To ensure compliance with legal, official and contractual requirements and to safeguard the protection of customer information and CENIT's own information, an information security management system was installed based on ISO/IEC 27001:2013. ISO 27001 is an internationally recognized standard and involves a systematic process‐based approach for implementing an information security management system that takes into account both the technology and the employees while at the same time establishing a continuous monitoring and optimization process.
The information security management system is thus a combination of a management system and specific measures, such as physical and personnel safety, the security of IT operations as well as physical and virtual access protection.
The employees are informed of current company developments at information events that take place at regular intervals. The information required for day‐to‐day business is communicated either at regular meetings or during individual meetings. Open communication that is based on dialog is valued.
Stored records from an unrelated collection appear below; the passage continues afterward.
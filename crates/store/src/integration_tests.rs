//! Integration tests for the full transactional pipeline.
//!
//! Run against an in-memory SQLite database with the real schema, so the
//! store-enforced constraints (unique columns, grant pair key, foreign keys)
//! are exercised, not simulated.

use gatehouse_access::Registration;
use gatehouse_core::{AccessError, DecisionOutcome, SwipeResult, UserStatus};

use crate::analytics::{self, Interval};
use crate::db::connect_in_memory;
use crate::service::AccessService;

async fn setup() -> AccessService {
    let pool = connect_in_memory().await.expect("in-memory pool");
    AccessService::new(pool)
}

fn registration(campus_id: &str, email: &str) -> Registration {
    Registration {
        campus_id: campus_id.to_string(),
        email: email.to_string(),
        first_name: "Alex".to_string(),
        last_name: "Kim".to_string(),
        role: None,
        terms_accepted: true,
    }
}

#[tokio::test]
async fn registration_creates_pending_user() {
    let service = setup().await;
    let id = service.register(&registration("C1", "a@x")).await.unwrap();

    let users = service.list_users(None).await.unwrap();
    assert_eq!(users.len(), 1);
    assert_eq!(users[0].id, id);
    assert_eq!(users[0].status, "pending");
    assert_eq!(users[0].role, "student");
}

#[tokio::test]
async fn registration_rejects_unaccepted_terms() {
    let service = setup().await;
    let mut reg = registration("C1", "a@x");
    reg.terms_accepted = false;

    let err = service.register(&reg).await.unwrap_err();
    assert!(matches!(err, AccessError::InvalidRequest(_)));
    assert!(service.list_users(None).await.unwrap().is_empty());
}

#[tokio::test]
async fn duplicate_campus_id_or_email_conflicts_without_new_row() {
    let service = setup().await;
    service.register(&registration("C1", "a@x")).await.unwrap();

    let same_campus = service.register(&registration("C1", "b@x")).await;
    assert!(matches!(same_campus, Err(AccessError::Conflict(_))));

    let same_email = service.register(&registration("C2", "a@x")).await;
    assert!(matches!(same_email, Err(AccessError::Conflict(_))));

    assert_eq!(service.list_users(None).await.unwrap().len(), 1);
}

#[tokio::test]
async fn decision_overwrites_status_and_audits() {
    let service = setup().await;
    let id = service.register(&registration("C1", "a@x")).await.unwrap();

    let status = service
        .decide(id, DecisionOutcome::Active, "admin1")
        .await
        .unwrap();
    assert_eq!(status, UserStatus::Active);

    // Re-deciding a terminal user is allowed and overwrites.
    let status = service
        .decide(id, DecisionOutcome::Denied, "admin1")
        .await
        .unwrap();
    assert_eq!(status, UserStatus::Denied);

    let actions = service.list_staff_actions().await.unwrap();
    assert_eq!(actions.len(), 2);
    assert_eq!(actions[0].action, "user_active");
    assert_eq!(actions[1].action, "user_denied");
    assert_eq!(actions[0].user_id, Some(id));
    assert_eq!(actions[0].performed_by, "admin1");
}

#[tokio::test]
async fn deciding_missing_user_is_not_found_and_unaudited() {
    let service = setup().await;
    let err = service
        .decide(42, DecisionOutcome::Active, "admin1")
        .await
        .unwrap_err();
    assert!(matches!(err, AccessError::NotFound(_)));
    assert!(service.list_staff_actions().await.unwrap().is_empty());
}

#[tokio::test]
async fn decision_gates_plain_swipe() {
    let service = setup().await;
    let id = service.register(&registration("C1", "a@x")).await.unwrap();

    // Pending users are denied, but the attempt is attributed.
    let verdict = service.evaluate_swipe("C1", None).await.unwrap();
    assert_eq!(verdict.result, SwipeResult::Denied);
    assert_eq!(verdict.user_id, Some(id));

    service
        .decide(id, DecisionOutcome::Active, "admin1")
        .await
        .unwrap();
    let verdict = service.evaluate_swipe("C1", None).await.unwrap();
    assert_eq!(verdict.result, SwipeResult::Approved);
    assert_eq!(verdict.user_id, Some(id));

    service
        .decide(id, DecisionOutcome::Denied, "admin1")
        .await
        .unwrap();
    let verdict = service.evaluate_swipe("C1", None).await.unwrap();
    assert_eq!(verdict.result, SwipeResult::Denied);
}

#[tokio::test]
async fn swipe_matches_on_email_too() {
    let service = setup().await;
    let id = service.register(&registration("C1", "a@x")).await.unwrap();
    service
        .decide(id, DecisionOutcome::Active, "admin1")
        .await
        .unwrap();

    let verdict = service.evaluate_swipe("a@x", None).await.unwrap();
    assert_eq!(verdict.result, SwipeResult::Approved);
    assert_eq!(verdict.user_id, Some(id));
}

#[tokio::test]
async fn every_swipe_logs_exactly_one_event_matching_the_verdict() {
    let service = setup().await;
    let id = service.register(&registration("C1", "a@x")).await.unwrap();
    service
        .decide(id, DecisionOutcome::Active, "admin1")
        .await
        .unwrap();

    for (input, expected) in [("C1", "approved"), ("ghost@x", "denied"), ("C1", "approved")] {
        let before = service.list_swipe_events().await.unwrap().len();
        let verdict = service.evaluate_swipe(input, None).await.unwrap();

        let events = service.list_swipe_events().await.unwrap();
        assert_eq!(events.len(), before + 1);
        let logged = events.last().unwrap();
        assert_eq!(logged.result, expected);
        assert_eq!(logged.result, verdict.result.as_str());
        assert_eq!(logged.user_id, verdict.user_id);
        assert_eq!(logged.input_value, input);
    }
}

#[tokio::test]
async fn unknown_identifier_is_denied_and_logged_with_null_user() {
    let service = setup().await;

    let verdict = service.evaluate_swipe("nonexistent@x", None).await.unwrap();
    assert_eq!(verdict.result, SwipeResult::Denied);
    assert_eq!(verdict.user_id, None);

    let events = service.list_swipe_events().await.unwrap();
    assert_eq!(events.len(), 1);
    assert_eq!(events[0].user_id, None);
    assert_eq!(events[0].result, "denied");
    assert_eq!(events[0].certification_checked, None);
}

#[tokio::test]
async fn empty_input_is_rejected_without_logging() {
    let service = setup().await;
    let err = service.evaluate_swipe("", None).await.unwrap_err();
    assert!(matches!(err, AccessError::InvalidRequest(_)));
    assert!(service.list_swipe_events().await.unwrap().is_empty());
}

#[tokio::test]
async fn duplicate_grant_conflicts_with_single_row_kept() {
    let service = setup().await;
    let user = service.register(&registration("C1", "a@x")).await.unwrap();
    let cert = service
        .create_certification("Lab", "lab", None)
        .await
        .unwrap();

    service
        .grant_certification(user, cert, "admin1")
        .await
        .unwrap();
    let err = service
        .grant_certification(user, cert, "admin1")
        .await
        .unwrap_err();
    assert!(matches!(err, AccessError::Conflict(_)));

    // Exactly one grant row, and exactly one audit entry for it.
    let actions = service.list_staff_actions().await.unwrap();
    let granted: Vec<_> = actions.iter().filter(|a| a.action == "cert_granted").collect();
    assert_eq!(granted.len(), 1);
    assert_eq!(granted[0].metadata.as_deref(), Some(cert.to_string().as_str()));
}

#[tokio::test]
async fn grant_to_missing_user_is_not_found() {
    let service = setup().await;
    let cert = service
        .create_certification("Lab", "lab", None)
        .await
        .unwrap();

    let err = service
        .grant_certification(99, cert, "admin1")
        .await
        .unwrap_err();
    assert!(matches!(err, AccessError::NotFound(_)));
    assert!(service.list_staff_actions().await.unwrap().is_empty());
}

#[tokio::test]
async fn revoking_missing_grant_is_not_found_and_state_unchanged() {
    let service = setup().await;
    let user = service.register(&registration("C1", "a@x")).await.unwrap();
    let cert = service
        .create_certification("Lab", "lab", None)
        .await
        .unwrap();

    let err = service
        .revoke_certification(user, cert, "admin1")
        .await
        .unwrap_err();
    assert!(matches!(err, AccessError::NotFound(_)));
    assert!(service.list_staff_actions().await.unwrap().is_empty());
}

#[tokio::test]
async fn duplicate_certification_name_conflicts() {
    let service = setup().await;
    service
        .create_certification("Lab", "lab", Some("Lab access"))
        .await
        .unwrap();
    let err = service
        .create_certification("Lab", "workshop", None)
        .await
        .unwrap_err();
    assert!(matches!(err, AccessError::Conflict(_)));
    assert_eq!(service.list_certifications().await.unwrap().len(), 1);
}

#[tokio::test]
async fn certification_swipe_lifecycle() {
    // Register A, activate, create "Lab", grant, swipe approved;
    // revoke, same swipe now denied but still attributed.
    let service = setup().await;
    let user = service.register(&registration("C1", "a@x")).await.unwrap();
    service
        .decide(user, DecisionOutcome::Active, "admin1")
        .await
        .unwrap();
    let cert = service
        .create_certification("Lab", "lab", None)
        .await
        .unwrap();
    service
        .grant_certification(user, cert, "admin1")
        .await
        .unwrap();

    let verdict = service.evaluate_swipe("C1", Some(cert)).await.unwrap();
    assert_eq!(verdict.result, SwipeResult::Approved);
    assert_eq!(verdict.user_id, Some(user));

    service
        .revoke_certification(user, cert, "admin1")
        .await
        .unwrap();

    let verdict = service.evaluate_swipe("C1", Some(cert)).await.unwrap();
    assert_eq!(verdict.result, SwipeResult::Denied);
    assert_eq!(verdict.user_id, Some(user));

    let events = service.list_swipe_events().await.unwrap();
    assert_eq!(events.len(), 2);
    assert!(events.iter().all(|e| e.certification_checked == Some(cert)));
}

#[tokio::test]
async fn certification_swipe_denied_for_inactive_holder() {
    let service = setup().await;
    let user = service.register(&registration("C1", "a@x")).await.unwrap();
    let cert = service
        .create_certification("Lab", "lab", None)
        .await
        .unwrap();
    service
        .grant_certification(user, cert, "admin1")
        .await
        .unwrap();

    // Holds the grant but was never activated.
    let verdict = service.evaluate_swipe("C1", Some(cert)).await.unwrap();
    assert_eq!(verdict.result, SwipeResult::Denied);
    assert_eq!(verdict.user_id, Some(user));
}

#[tokio::test]
async fn registration_and_certification_creation_are_unaudited() {
    let service = setup().await;
    service.register(&registration("C1", "a@x")).await.unwrap();
    service
        .create_certification("Lab", "lab", None)
        .await
        .unwrap();
    assert!(service.list_staff_actions().await.unwrap().is_empty());
}

#[tokio::test]
async fn user_list_filters_by_status() {
    let service = setup().await;
    let a = service.register(&registration("C1", "a@x")).await.unwrap();
    service.register(&registration("C2", "b@x")).await.unwrap();
    service
        .decide(a, DecisionOutcome::Active, "admin1")
        .await
        .unwrap();

    let active = service.list_users(Some(UserStatus::Active)).await.unwrap();
    assert_eq!(active.len(), 1);
    assert_eq!(active[0].id, a);

    let pending = service.list_users(Some(UserStatus::Pending)).await.unwrap();
    assert_eq!(pending.len(), 1);
}

#[tokio::test]
async fn analytics_buckets_cover_seeded_history() {
    let service = setup().await;
    let user = service.register(&registration("C1", "a@x")).await.unwrap();
    service
        .decide(user, DecisionOutcome::Active, "admin1")
        .await
        .unwrap();
    let cert = service
        .create_certification("Lab", "lab", None)
        .await
        .unwrap();
    service
        .grant_certification(user, cert, "admin1")
        .await
        .unwrap();

    service.evaluate_swipe("C1", None).await.unwrap();
    service.evaluate_swipe("C1", Some(cert)).await.unwrap();
    service.evaluate_swipe("ghost@x", None).await.unwrap();

    // All three events land in today's bucket.
    let daily = analytics::swipe_counts(service.pool(), Interval::Day)
        .await
        .unwrap();
    assert_eq!(daily.len(), 1);
    assert_eq!(daily[0].count, 3);

    let weekly = analytics::swipe_counts(service.pool(), Interval::Week)
        .await
        .unwrap();
    assert_eq!(weekly[0].count, 3);

    // Unresolved swipe is excluded; two resolved events, one distinct user.
    let unique = analytics::unique_user_counts(service.pool()).await.unwrap();
    assert_eq!(unique.len(), 1);
    assert_eq!(unique[0].count, 1);

    let usage = analytics::certification_usage(service.pool()).await.unwrap();
    assert_eq!(usage.len(), 1);
    assert_eq!(usage[0].name, "Lab");
    assert_eq!(usage[0].count, 1);

    let cells = analytics::heatmap(service.pool()).await.unwrap();
    assert_eq!(cells.iter().map(|c| c.count).sum::<i64>(), 3);
}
Compliance with the requirements of ISO/IEC 27001:2013 is assessed annually, both by internal audits and by an independent external certification body.
Out of all opportunities and risks identified, those areas that currently could have a material positive or negative impact on the assets and liabilities, financial position and financial performance in the forecast period are described below. Pursuant to the aforementioned assessment based on the expected loss of consolidated earnings, the corresponding classification of the expected loss caused by the risk that remains after taking countermeasuresisstated for the following risks.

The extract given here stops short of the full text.